[Dataset entries]
//! Bucket constraint configuration structures.

use std::collections::HashMap;
use std::time::Duration;

use serde::{Deserialize, Serialize};

use crate::core::SchedulerError;

/// Process-wide constraint defaults.
///
/// An explicit, immutable value passed at construction time; there is no
/// shared mutable singleton behind it. The stock defaults are 5 executions
/// per 1 second cooldown.
#[derive(Debug, Clone, Copy, Serialize, Deserialize)]
pub struct Defaults {
    /// Threshold applied when a bucket omits one.
    pub threshold: u32,
    /// Cooldown in milliseconds applied when a bucket omits one.
    pub interval_ms: u64,
}

impl Default for Defaults {
    fn default() -> Self {
        Self {
            threshold: 5,
            interval_ms: 1_000,
        }
    }
}

/// Per-bucket constraint as supplied by the caller.
///
/// Missing fields resolve against [`Defaults`].
#[derive(Debug, Clone, Default, Serialize, Deserialize)]
pub struct ConstraintSpec {
    /// Maximum concurrent executions.
    #[serde(default, skip_serializing_if = "Option::is_none")]
    pub threshold: Option<u32>,
    /// Minimum cooldown in milliseconds before a released handle is valid again.
    #[serde(default, skip_serializing_if = "Option::is_none")]
    pub interval_ms: Option<u64>,
}

impl ConstraintSpec {
    /// Spec with both fields set.
    #[must_use]
    pub fn new(threshold: u32, interval: Duration) -> Self {
        Self {
            threshold: Some(threshold),
            interval_ms: Some(u64::try_from(interval.as_millis()).unwrap_or(u64::MAX)),
        }
    }

    /// Resolve against `defaults` and validate.
    ///
    /// # Errors
    ///
    /// Returns [`SchedulerError::InvalidConstraint`] when the resolved
    /// threshold is zero.
    pub fn resolve(&self, defaults: &Defaults) -> Result<Constraint, SchedulerError> {
        let threshold = self.threshold.unwrap_or(defaults.threshold);
        if threshold == 0 {
            return Err(SchedulerError::InvalidConstraint(
                "threshold must be greater than 0".into(),
            ));
        }
        let interval = Duration::from_millis(self.interval_ms.unwrap_or(defaults.interval_ms));
        Ok(Constraint {
            threshold,
            interval,
        })
    }
}

/// Fully resolved, immutable bucket constraint.
#[derive(Debug, Clone, Copy, PartialEq, Eq)]
pub struct Constraint {
    /// Maximum number of handles (maximum concurrency) for the bucket.
    pub threshold: u32,
    /// Minimum cooldown before a released handle becomes valid again.
    pub interval: Duration,
}

/// Root configuration: defaults plus a map of named buckets.
#[derive(Debug, Clone, Serialize, Deserialize)]
pub struct BucketsConfig {
    /// Defaults applied to buckets with missing fields.
    #[serde(default)]
    pub defaults: Defaults,
    /// Map of bucket name to constraint spec.
    pub buckets: HashMap<String, ConstraintSpec>,
}

impl BucketsConfig {
    /// Validate all buckets and ensure at least one bucket exists.
    ///
    /// # Errors
    ///
    /// Returns [`SchedulerError::InvalidConstraint`] naming the offending
    /// bucket.
    pub fn validate(&self) -> Result<(), SchedulerError> {
        if self.buckets.is_empty() {
            return Err(SchedulerError::InvalidConstraint(
                "at least one bucket must be defined".into(),
            ));
        }
        for (name, spec) in &self.buckets {
            spec.resolve(&self.defaults).map_err(|e| {
                SchedulerError::InvalidConstraint(format!("bucket `{name}` invalid: {e}"))
            })?;
        }
        Ok(())
    }

    /// Parse configuration from a JSON string and validate.
    ///
    /// # Errors
    ///
    /// Returns [`SchedulerError::InvalidConstraint`] on malformed JSON or an
    /// invalid bucket.
    pub fn from_json_str(input: &str) -> Result<Self, SchedulerError> {
        let cfg: Self = serde_json::from_str(input)
            .map_err(|e| SchedulerError::InvalidConstraint(format!("parse error: {e}")))?;
        cfg.validate()?;
        Ok(cfg)
    }
}

#[cfg(test)]
mod tests {
    use super::*;

    #[test]
    fn test_missing_fields_fall_back_to_defaults() {
        let resolved = ConstraintSpec::default()
            .resolve(&Defaults::default())
            .unwrap();
        assert_eq!(resolved.threshold, 5);
        assert_eq!(resolved.interval, Duration::from_secs(1));
    }

    #[test]
    fn test_explicit_fields_override_defaults() {
        let spec = ConstraintSpec::new(2, Duration::from_millis(250));
        let resolved = spec.resolve(&Defaults::default()).unwrap();
        assert_eq!(resolved.threshold, 2);
        assert_eq!(resolved.interval, Duration::from_millis(250));
    }

    #[test]
    fn test_zero_threshold_is_rejected() {
        let spec = ConstraintSpec {
            threshold: Some(0),
            interval_ms: None,
        };
        assert!(spec.resolve(&Defaults::default()).is_err());
    }

    #[test]
    fn test_zero_interval_is_allowed() {
        let spec = ConstraintSpec::new(1, Duration::ZERO);
        let resolved = spec.resolve(&Defaults::default()).unwrap();
        assert_eq!(resolved.interval, Duration::ZERO);
    }

    #[test]
    fn test_config_requires_a_bucket() {
        let cfg = BucketsConfig {
            defaults: Defaults::default(),
            buckets: HashMap::new(),
        };
        assert!(cfg.validate().is_err());
    }

    #[test]
    fn test_config_from_json() {
        let cfg = BucketsConfig::from_json_str(
            r#"{
                "defaults": { "threshold": 3, "interval_ms": 200 },
                "buckets": {
                    "api": { "threshold": 2 },
                    "batch": { "interval_ms": 50 }
                }
            }"#,
        )
        .unwrap();

        let api = cfg.buckets["api"].resolve(&cfg.defaults).unwrap();
        assert_eq!(api.threshold, 2);
        assert_eq!(api.interval, Duration::from_millis(200));

        let batch = cfg.buckets["batch"].resolve(&cfg.defaults).unwrap();
        assert_eq!(batch.threshold, 3);
        assert_eq!(batch.interval, Duration::from_millis(50));
    }

    #[test]
    fn test_config_rejects_invalid_bucket() {
        let result = BucketsConfig::from_json_str(
            r#"{ "buckets": { "bad": { "threshold": 0 } } }"#,
        );
        assert!(result.is_err());
    }
}
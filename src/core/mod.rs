//! Core admission/release protocol and capacity accounting.

pub mod error;
pub mod handle;
pub mod pool;
pub mod scheduler;

pub(crate) mod waiter;

pub use error::{AppResult, SchedulerError};
pub use handle::ExecutionHandle;
pub use pool::HandlePool;
pub use scheduler::RateLimitedScheduler;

* Aim of the exercise: For the string "Serialize", go through the entries above and copy each line where it occurs.

* Result:
use serde::{Deserialize, Serialize};
#[derive(Debug, Clone, Copy, Serialize, Deserialize)]
#[derive(Debug, Clone, Default, Serialize, Deserialize)]
#[derive(Debug, Clone, Serialize, Deserialize)]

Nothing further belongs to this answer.